Criterion 5.4.1 IKP REPORTING

 Standard 5.4 Reporting patient safety incidents and developing a safety culture

The Community Health Center establishes a patient safety incident reporting system and develops a safety culture.

Reporting patient safety incidents is related to the safety culture at the Community Health Center and is necessary to prevent further or repeated incidents in the future which will have a greater detrimental impact on the Community Health Center.


a. Criterion 5.4.1

Reporting, documentation, root cause analysis and preparation of corrective actions are carried out as an effort to improve and prevent potential patient safety incidents.

1) Main Thoughts:

a) A patient safety incident is any unintentional event and condition that results in or has the potential to result in preventable injury to a patient.

b) Patient safety incidents consist of (1) significant potential injury conditions (KPCS), (2) near injury events (KNC), (3) non-injury events (KTC), (4) unexpected events (KTD), and ( 5) sentinel event (KS).

c) Patient safety measures are taken to prevent incidents from occurring. The incident type consists of the following incidents:

(1) Unexpected events (KTD) are incidents that result in injury to the patient. For example, a patient falls out of bed and injures his ankle.

(2) Non-injury events (KTC) are incidents that have affected/exposed the patient, but no injury occurred. For example, a nurse gives the wrong medicine to a patient, the medicine has been taken, but the patient is not injured.

(3) Potentially significant injury conditions (KPCS) are all situations or related conditions (other than disease processes) that have the potential to cause significant injury/sentinel events. For example, a damaged DC shock, although there are no patients yet, has the potential to cause significant injury.

(4) A near miss (KNC) is an incident that occurs, but has not affected/been exposed to the patient because it can be prevented. For example, when a nurse wants to give medicine to a patient, when checking, it turns out that the medicine given by the pharmacy is another patient's medicine with a similar name so the medicine is not given.

(5) Sentinel is an undesirable event that results in death or serious injury. Sentinel events can be:

(a) unexpected death, including but not limited to

1. death that is not related to the course of the disease or the patient's condition (for example: death due to late transfer process);

2. term infant death; And

3. suicide;

(b) permanent loss of function unrelated to the patient's disease or condition;

(c) wrong side action, wrong procedure, and wrong patient;

(d) kidnapping of children, including babies or children being sent to a house other than their parents' home; And

(e) rape, workplace cruelty such as assault (resulting in death or permanent loss of function) or murder (intentional) of patients, family members, staff, doctors, visitors, or vendors/third parties while within the Puskesmas environment.

d) Patient safety incident reporting, hereinafter referred to as incident reporting, is a system for documenting patient safety incident reports. Incident reporting consists of internal incident reports and external incident reports.

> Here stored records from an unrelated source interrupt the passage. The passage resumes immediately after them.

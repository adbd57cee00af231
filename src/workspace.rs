//! Workspace identity derivation
//!
//! Maps a set of host directories onto a stable container identity. The
//! signature depends on the *set* of canonical directories, never on the
//! order or spelling they were given in, so the same workspace always finds
//! its sandbox again.

use crate::config::NamingConfig;
use crate::error::{Result, ValidationError};
use sha2::{Digest, Sha256};
use std::path::{Path, PathBuf};

const MAX_SLUG_LEN: usize = 24;
const FALLBACK_SLUG: &str = "ws";

/// Derived identity of a workspace set
#[derive(Debug, Clone, PartialEq, Eq)]
pub struct WorkspaceIdentity {
    /// Container name
    pub name: String,
    /// Short hash over the canonical mount set
    pub signature: String,
    /// Human-readable label
    pub slug: String,
    /// Canonical, deduplicated, sorted mount sources
    pub mounts: Vec<PathBuf>,
}

impl WorkspaceIdentity {
    /// Normalize `dirs` and derive signature, slug and name from them
    pub fn derive<P: AsRef<Path>>(dirs: &[P], naming: &NamingConfig) -> Result<Self> {
        let mounts = normalize(dirs)?;
        let signature = derive_signature(&mounts, naming.salt.as_deref(), naming.signature_width);
        let slug = derive_slug(&mounts);
        let name = derive_name(&slug, &signature, &naming.prefix);

        Ok(Self {
            name,
            signature,
            slug,
            mounts,
        })
    }

    /// Replace the derived name, keeping signature and mounts
    pub fn with_name(mut self, name: impl Into<String>) -> Self {
        self.name = name.into();
        self
    }

    /// Append a uniqueness suffix so several sandboxes can share one workspace set
    pub fn with_parallel_suffix(mut self, suffix: impl std::fmt::Display) -> Self {
        self.name = format!("{}-{}", self.name, suffix);
        self
    }
}

/// Validate and canonicalize workspace directories.
///
/// Empty input means the current directory. Every entry must be an existing
/// directory; symlinks are resolved, duplicates collapse, and the result is
/// sorted byte-wise.
pub fn normalize<P: AsRef<Path>>(dirs: &[P]) -> Result<Vec<PathBuf>> {
    let cwd = std::env::current_dir()?;
    let inputs: Vec<&Path> = if dirs.is_empty() {
        vec![Path::new(".")]
    } else {
        dirs.iter().map(AsRef::as_ref).collect()
    };

    let mut canonical = Vec::with_capacity(inputs.len());
    for dir in inputs {
        if dir.as_os_str().is_empty() {
            continue;
        }
        let abs = if dir.is_absolute() {
            dir.to_path_buf()
        } else {
            cwd.join(dir)
        };

        match std::fs::metadata(&abs) {
            Ok(meta) if meta.is_dir() => {}
            _ => return Err(ValidationError::NotADirectory(abs).into()),
        }

        let real = abs
            .canonicalize()
            .map_err(|source| ValidationError::UnresolvableSymlink {
                path: abs.clone(),
                source,
            })?;
        canonical.push(real);
    }

    canonical.sort_by(|a, b| a.as_os_str().cmp(b.as_os_str()));
    canonical.dedup();
    Ok(canonical)
}

/// Short hex hash over the canonical mount set.
///
/// Callers pass the output of [`normalize`]; the paths are hashed in that
/// order, which is what makes the result independent of input order.
pub fn derive_signature(canonical: &[PathBuf], salt: Option<&str>, width: usize) -> String {
    let salt = salt.filter(|s| !s.is_empty());
    let mut hasher = Sha256::new();
    for path in canonical {
        if let Some(salt) = salt {
            hasher.update(salt.as_bytes());
            hasher.update(b"|");
        }
        hasher.update(path.as_os_str().as_encoded_bytes());
        hasher.update(b"\n");
    }

    let mut hex = format!("{:x}", hasher.finalize());
    hex.truncate(width);
    hex
}

/// Human-readable slug from the basenames of the first two mounts
///
/// A basename with nothing left after kebab-casing contributes `ws`.
pub fn derive_slug(canonical: &[PathBuf]) -> String {
    let parts: Vec<String> = canonical
        .iter()
        .take(2)
        .map(|p| {
            let part = p
                .file_name()
                .map(|n| to_kebab(&n.to_string_lossy()))
                .unwrap_or_default();
            if part.is_empty() {
                FALLBACK_SLUG.to_string()
            } else {
                part
            }
        })
        .collect();

    let mut slug = parts.join("-");
    if slug.len() > MAX_SLUG_LEN {
        slug.truncate(MAX_SLUG_LEN);
        slug = slug.trim_matches('-').to_string();
    }

    if slug.is_empty() {
        FALLBACK_SLUG.to_string()
    } else {
        slug
    }
}

/// `{prefix}-{slug}-{signature}`
pub fn derive_name(slug: &str, signature: &str, prefix: &str) -> String {
    format!("{}-{}-{}", prefix, slug, signature)
}

/// Lowercase `s` and collapse every run of non-alphanumerics into one hyphen
fn to_kebab(s: &str) -> String {
    let mut out = String::with_capacity(s.len());
    let mut pending_dash = false;
    for c in s.trim().to_lowercase().chars() {
        if c.is_ascii_lowercase() || c.is_ascii_digit() {
            if pending_dash && !out.is_empty() {
                out.push('-');
            }
            pending_dash = false;
            out.push(c);
        } else {
            pending_dash = true;
        }
    }
    out
}
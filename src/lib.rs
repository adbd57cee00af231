//! Agent Sandbox
//!
//! Provisions network-restricted containers for AI coding agents, one per
//! set of host directories. A workspace set maps onto a stable container
//! identity; the container's egress is limited to an allow-list by a
//! default-deny firewall installed from inside the sandbox.

#![deny(rust_2018_idioms)]
#![warn(missing_docs)]

pub mod buildctx;
pub mod config;
pub mod engine;
pub mod error;
pub mod firewall;
pub mod sandbox;
pub mod utils;
pub mod workspace;

pub use config::{FirewallConfig, NamingConfig, SandboxConfig};
pub use engine::{ContainerEngine, DockerEngine, FakeEngine};
pub use error::{Result, SandboxError};
pub use sandbox::manager::SandboxManager;
pub use workspace::WorkspaceIdentity;

/// Library version
pub const VERSION: &str = env!("CARGO_PKG_VERSION");
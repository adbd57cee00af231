//! Egress firewall for the inside of a sandbox
//!
//! Runs inside the container as root. Every allow-listed domain is resolved
//! and the bridge networks discovered before the live policy is touched, so
//! a lookup failure leaves the previous policy in place. Installation is
//! flush-then-rebuild; if a command fails midway all chains are switched to
//! DROP before the error is returned.

pub mod bridge;
pub mod cidr;
pub mod resolve;
pub mod rules;

use crate::error::{Result, SandboxError};
use crate::utils::exec::{execute_command, CommandOutput};
use tracing::{debug, error, info, warn};

pub use bridge::discover_bridge_networks;
pub use cidr::Ipv4Cidr;
pub use resolve::{resolve_allow_list, resolve_domain, AllowListEntry, DigResolver, DnsLookup, DnsRecord};
pub use rules::{compile, FirewallCommand, RuleSet, Stage};

/// Runs external programs on behalf of the firewall
pub trait CommandRunner {
    /// Run `program` with `args`, capturing its output
    fn run(&self, program: &str, args: &[String]) -> Result<CommandOutput>;
}

/// [`CommandRunner`] that spawns real processes
#[derive(Debug, Default, Clone, Copy)]
pub struct SystemRunner;

impl CommandRunner for SystemRunner {
    fn run(&self, program: &str, args: &[String]) -> Result<CommandOutput> {
        execute_command(program, args, false).map_err(|e| match e {
            SandboxError::Io(io) if io.kind() == std::io::ErrorKind::NotFound => {
                SandboxError::CommandNotFound(program.to_string())
            }
            other => other,
        })
    }
}

/// Checks whether an endpoint can be reached from inside the sandbox
pub trait Prober {
    /// Whether `url` answers
    fn reachable(&self, url: &str) -> bool;
}

/// [`Prober`] backed by `curl`
pub struct CurlProber<'a> {
    runner: &'a dyn CommandRunner,
}

impl<'a> CurlProber<'a> {
    /// Prober that runs `curl` through `runner`
    pub fn new(runner: &'a dyn CommandRunner) -> Self {
        Self { runner }
    }
}

impl Prober for CurlProber<'_> {
    fn reachable(&self, url: &str) -> bool {
        let args = ["--silent", "--output", "/dev/null", "--connect-timeout", "5", "--max-time", "10", url]
            .map(String::from);
        self.runner
            .run("curl", &args)
            .map(|out| out.success())
            .unwrap_or(false)
    }
}

/// Endpoints used for the post-install self-check
#[derive(Debug, Clone, PartialEq, Eq)]
pub struct Probes {
    /// Must be unreachable
    pub blocked: String,
    /// Must be reachable
    pub allowed: String,
}

/// Installs, verifies and clears the sandbox egress policy
pub struct Firewall<'a> {
    runner: &'a dyn CommandRunner,
    lookup: &'a dyn DnsLookup,
    prober: &'a dyn Prober,
}

impl<'a> Firewall<'a> {
    /// Firewall driven through the given collaborators
    pub fn new(runner: &'a dyn CommandRunner, lookup: &'a dyn DnsLookup, prober: &'a dyn Prober) -> Self {
        Self {
            runner,
            lookup,
            prober,
        }
    }

    /// Resolve, compile, install and (unless `probes` is `None`) verify the
    /// default-deny policy for `allowed`
    pub fn apply(&self, allowed: &[String], probes: Option<&Probes>) -> Result<RuleSet> {
        info!("Resolving {} allow-listed entries", allowed.len());
        let allow_list = resolve_allow_list(self.lookup, allowed)?;
        let bridges = discover_bridge_networks(self.runner)?;
        let preserved = self.docker_dns_rules();

        let rule_set = compile(&allow_list, &bridges, &preserved);
        info!(
            "Installing firewall: {} allowed networks, {} bridge networks",
            rule_set.address_set.len(),
            rule_set.bridge_networks.len()
        );
        self.install(&rule_set.commands, true)?;

        match probes {
            Some(probes) => self.verify(probes)?,
            None => warn!("Skipping firewall verification"),
        }
        Ok(rule_set)
    }

    /// Remove every rule and set and accept all traffic
    pub fn clear(&self) -> Result<()> {
        info!("Clearing firewall");
        let preserved = self.docker_dns_rules();
        self.install(&rules::clear_commands(&preserved), false)
    }

    /// Assert that the blocked probe fails and the allowed probe succeeds
    pub fn verify(&self, probes: &Probes) -> Result<()> {
        if self.prober.reachable(&probes.blocked) {
            self.lockdown();
            return Err(SandboxError::Verification(format!(
                "{} is reachable but is not allow-listed",
                probes.blocked
            )));
        }
        debug!("{} is blocked as expected", probes.blocked);

        if !self.prober.reachable(&probes.allowed) {
            return Err(SandboxError::Verification(format!(
                "{} is allow-listed but unreachable",
                probes.allowed
            )));
        }
        info!("Firewall verified: {} blocked, {} reachable", probes.blocked, probes.allowed);
        Ok(())
    }

    /// NAT rules for Docker's embedded DNS that must survive the flush
    fn docker_dns_rules(&self) -> Vec<String> {
        let args = ["-t", "nat"].map(String::from);
        match self.runner.run("iptables-save", &args) {
            Ok(out) if out.success() => out
                .stdout
                .lines()
                .filter(|line| line.starts_with("-A") && line.contains(rules::DOCKER_DNS))
                .map(str::to_string)
                .collect(),
            Ok(out) => {
                warn!("iptables-save failed: {}", out.stderr.trim());
                Vec::new()
            }
            Err(e) => {
                warn!("iptables-save failed: {}", e);
                Vec::new()
            }
        }
    }

    fn install(&self, commands: &[FirewallCommand], lockdown_on_failure: bool) -> Result<()> {
        for command in commands {
            debug!("{}", command);
            let failure = match self.runner.run(command.program.as_str(), &command.args) {
                Ok(out) if out.success() => continue,
                Ok(out) => out.stderr.trim().to_string(),
                Err(e) => e.to_string(),
            };

            if command.may_fail {
                debug!("Ignoring failure of `{}`: {}", command, failure);
                continue;
            }

            error!("`{}` failed: {}", command, failure);
            if lockdown_on_failure {
                self.lockdown();
            }
            return Err(SandboxError::Firewall(format!("`{}` failed: {}", command, failure)));
        }
        Ok(())
    }

    fn lockdown(&self) {
        warn!("Closing all chains");
        for command in rules::lockdown_commands() {
            if let Err(e) = self.runner.run(command.program.as_str(), &command.args) {
                error!("`{}` failed during lockdown: {}", command, e);
            }
        }
    }
}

e) The reporting system is expected to encourage individuals within the Community Health Center to care about dangers or potential dangers that could occur to patients. Reporting is also important to monitor efforts to prevent errors so that it can encourage investigations. On the other hand, reporting will be the start of a learning process to prevent the same incident from happening again.

f) Community Health Centers need to carry out an analysis using a risk grading matrix which will determine the type of incident investigation carried out after an internal incident report. Investigations consist of simple investigations and investigations with Root Cause Analysis (RCA). Investigations using root cause analysis (RCA) consist of simple investigations (for green and blue risk grading) and comprehensive investigations (for red and yellow risk grading). In sentinel events there is no need to consider color grading.

g) Community health centers need to establish a community health center patient safety learning reporting system (SP2KPP) for incidents which includes policies, reporting flow, reporting forms, reporting procedures, incidents that must be reported internally, namely all types of incidents including sentinel events, unexpected events, near-miss incidents, non-injury events and significant potential injury events. Meanwhile, the external reports reported are IKP which includes the types of unforeseen accidents and sentinel incidents for which root cause analysis (RCA) and corrective action plans have been carried out. It is also determined who makes the report, the reporting deadline, investigation and follow-up.

h) Reporting of patient safety incidents is reported in accordance with statutory provisions.

2) Assessment Elements:

a) Reporting is carried out if an incident occurs in accordance with established policies and procedures to the patient safety team and head of the health center accompanied by analysis, incident investigation and follow-up on incidents (R,D,W).

b) Reporting to the National Patient Safety Committee (KNKP) regarding incidents, analysis and follow-up is carried out in accordance with the specified time frame (D, O, W).